Buying logging capacity
In terms of security, too, a cheaper subscription sometimes means that you can exercise less management over your own data. Until last year, for example, Microsoft limited users’ ability to see logging data in Azure Active Directory applications. It concerns readily available data that could only be accessed by more expensive accounts. An artificial security barrier, in other words.

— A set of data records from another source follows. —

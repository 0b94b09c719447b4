//! Criterion benchmarks for the prediction hot paths.
//!
//! Run with: cargo bench --bench prediction_benchmark

use criterion::{criterion_group, criterion_main, Criterion, Throughput};
use std::hint::black_box;
use zenvp8::{MbMode, MotionVector, Raster};

fn make_raster(width: usize, height: usize) -> Raster {
    let mut raster = Raster::new(width, height).unwrap();
    for row in 0..raster.y().height() {
        for column in 0..raster.y().width() {
            raster
                .y_mut()
                .put(column, row, ((column * 7 + row * 13) & 0xff) as u8);
        }
    }
    raster
}

fn bench_intra(c: &mut Criterion) {
    let mut group = c.benchmark_group("intra_16x16");
    group.throughput(Throughput::Bytes(16 * 16));

    for (name, mode) in [
        ("dc", MbMode::DC),
        ("vertical", MbMode::V),
        ("true_motion", MbMode::TM),
    ] {
        group.bench_function(name, |b| {
            let mut raster = make_raster(640, 480);
            let mb = raster.macroblock(10, 10);
            b.iter(|| {
                mb.y.intra_predict(black_box(raster.y_mut()), black_box(mode));
            });
        });
    }
    group.finish();
}

fn bench_inter(c: &mut Criterion) {
    let mut group = c.benchmark_group("inter_16x16");
    group.throughput(Throughput::Bytes(16 * 16));

    let reference = make_raster(640, 480);
    for (name, mb_at, mv) in [
        ("integer", (10, 10), MotionVector::new(8, -16)),
        ("half_pel", (10, 10), MotionVector::new(4, 4)),
        ("eighth_pel", (10, 10), MotionVector::new(3, -5)),
        // window pushed past the frame origin
        ("edge_extended", (0, 0), MotionVector::new(-20, -20)),
    ] {
        group.bench_function(name, |b| {
            let mut raster = make_raster(640, 480);
            let mb = raster.macroblock(mb_at.0, mb_at.1);
            b.iter(|| {
                mb.y.safe_inter_predict(
                    black_box(raster.y_mut()),
                    black_box(mv),
                    black_box(reference.y()),
                );
            });
        });
    }
    group.finish();
}

criterion_group!(benches, bench_intra, bench_inter);
criterion_main!(benches);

Only Purview Audit Premium customers could detect an incident like last year’s when the Chinese hacker group Storm-0558 obtained an MSA private key. Meanwhile, pressure from the U.S. Cybersecurity & Infrastructure Security Agency (CISA) has ensured that Microsoft now offers extended logging capabilities for free.
And still no guarantees
The examples above deal with different issues: data residency, security, consumer choice, advertising, AI training. What they have in common is that everyone seems to have something to say about user data, except users themselves. The precedent now seems to be that only if you pay can you choose not to have your data sold to advertisers, to be compliant or to gain insight into comprehensive security settings. And even then, you have no guarantee that the paid service will honour your wishes or is even able to comply.
That’s a bad thing because this way business users, as well as ordinary consumers, can get the idea that their digital properties are slipping through their fingers like loose sand. When companies, lawmakers and advertisers bicker over user data but those users themselves feel they have lost control of their data, it fuels scepticism about the desirability of making a ‘digital transition’ in the first place.